May 25 is an important space date. Why?
- Fifty years ago this day, President John F. Kennedy announced before a joint session of Congress his plan to land “a man on the Moon” by the end of the decade.
- And 34 years ago this day, the first (or fourth, depending on your level of geekdom) the Star Wars movie premiered in theaters and stunned audiences with its visuals.
On the first, I was a mere 3 years old so you’ll forgive me if I really don’t remember the speech. But on the second I was a college freshman standing in line on a rainy Florence, Ala., night to buy tickets for this movie everyone was talking about.
Settle in, because this is where I desperately try in a few words to turn a calendar coincidence into something meaningful. Failing that, I’ll eat up a few minutes of your time that you’ll never get back.
On this date, back in 240 BC, the passage of Halley’s Comet was first recorded – or so says that source of all knowledge, Wikipedia. It’s a space thing too. Unfortunately there aren’t any other space anniversaries on this date, so I can stretch this calendar metaphor only so far before the space-time continuum begins to unravel. Instead, I’ll stick with the man on the moon and Star Wars (for you geeks, that’s Episode IV: A New Hope. Yes, I had a lengthy discussion about this last week with my teenage son).
The Kennedy announcement was a moment of hope, a challenge to a nation by its young, charming president. To put a man on the Moon. Wow. Try describing to kids today how technologically challenging that seemed back then, try telling them about how it felt as much like science fiction as it did science fact.
It was a big deal. Need proof?
Deep in my stash of dusty albums (remember”> records?), somewhere between the Rolling Stones and Jefferson Airplane, there’s an album of the Apollo 11 spaceflight.
Yes, as an album.
Someone gave it to me when I was a kid. It’s full of the chatter back and forth between Houston and the spacecraft as it hurtled toward the Moon and, upon landing, Neil Armstrong uttering that famous phrase: “Houston, Tranquility Base here. The Eagle has landed.”

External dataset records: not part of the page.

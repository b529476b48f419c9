//! Full-database re-run of the concept-extraction stage.

use std::io::Write;
use std::sync::Arc;

use engram_core::{Id, Result};
use engram_ingest::{ConceptProcessor, Processor};
use engram_store::ChatStore;

use crate::iterator::RecordIterator;
use crate::progress::ProgressTracker;

/// Re-runs concept extraction over every chat record, in batches, through
/// the same processor the ingestion pipeline uses.
pub struct ConceptExtractionRunner<W: Write + Send> {
    iterator: RecordIterator,
    processor: Arc<ConceptProcessor>,
    report_interval: usize,
    progress: W,
}

impl<W: Write + Send + Clone> ConceptExtractionRunner<W> {
    pub fn new(
        chat: Arc<ChatStore>,
        processor: Arc<ConceptProcessor>,
        batch_size: usize,
        report_interval: usize,
        progress: W,
    ) -> Self {
        ConceptExtractionRunner {
            iterator: RecordIterator::new(chat, batch_size),
            processor,
            report_interval,
            progress,
        }
    }

    pub async fn run(&mut self) -> Result<()> {
        let batches = self.iterator.batches()?;
        let total: usize = batches.iter().map(Vec::len).sum();
        if total == 0 {
            let _ = writeln!(self.progress, "No records found in database (0 records)");
            return Ok(());
        }

        let _ = writeln!(self.progress, "Starting concept extraction of {total} records");
        let tracker = ProgressTracker::new(self.progress.clone(), total, self.report_interval);
        tracker.start();

        let mut processed = 0;
        for batch in batches {
            let ids: Vec<Id> = batch.iter().map(|record| record.id).collect();
            self.processor.process(&ids).await?;
            if let Err(err) = self.processor.checkpoint().await {
                tracing::error!(error = %err, "error saving checkpoint during extraction run");
            }
            processed += ids.len();
            tracker.update(processed);
        }
        tracker.finish();

        let _ = writeln!(self.progress, "Concept extraction complete ({total} records)");
        Ok(())
    }
}
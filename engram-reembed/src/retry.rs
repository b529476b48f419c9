//! Exponential-backoff retry for provider calls.

use std::future::Future;
use std::time::Duration;

use engram_core::{Error, Result};

/// Run `operation` up to `max_attempts` times, sleeping `base_delay * 2^n`
/// between attempts. Returns the last error when every attempt fails.
/// Cancellation passes through immediately without further attempts.
pub async fn retry_with_backoff<T, F, Fut>(
    mut operation: F,
    max_attempts: u32,
    base_delay: Duration,
) -> Result<T>
where
    F: FnMut() -> Fut,
    Fut: Future<Output = Result<T>>,
{
    if max_attempts == 0 {
        return Err(Error::validation("max attempts must be greater than zero"));
    }

    let mut attempt = 1;
    loop {
        match operation().await {
            Ok(value) => {
                if attempt > 1 {
                    tracing::debug!(attempt, "operation succeeded after retry");
                }
                return Ok(value);
            }
            Err(Error::Canceled) => return Err(Error::Canceled),
            Err(err) => {
                tracing::debug!(
                    attempt,
                    max_attempts,
                    error = %err,
                    "operation failed, will retry"
                );
                if attempt == max_attempts {
                    return Err(err);
                }
            }
        }

        let exponent = attempt - 1;
        let delay = base_delay.saturating_mul(2u32.saturating_pow(exponent));
        tokio::time::sleep(delay).await;
        attempt += 1;
    }
}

Those words still give me a chill. Maybe you had to be there with the rest of America, hunched around television sets, for it to have that effect.
Movies are like that too, that shared sense of wonder, though obviously on less grand scale. While I love my DVDs and streaming a movie via Netflix, those experiences will never replace the shared moment of watching a terrific film you’ve been dying to see in a dark room with a few of your friends and a lot of likeminded complete strangers. Oh, and there’s the smell of popcorn.
For me, good recent shared movie moments are the Lord of the Rings trilogy, or perhaps the Harry Potter films. And for some of us, maybe it was that first Star Wars movie (or fourth movie, I know – get a life, geeks).
I suppose every day is special. Certainly with the magic of the Internet you can find a long list of events tied to any particular date – useful for something to talk about at parties or as gist for yet another online essay designed to take up digital space. In this case, though, I find it mildly meaningful that Star Wars and Kennedy’s call for a man on the Moon fell on the same day.
Because in many ways, our sense of wonder has been diminished. And that’s too bad.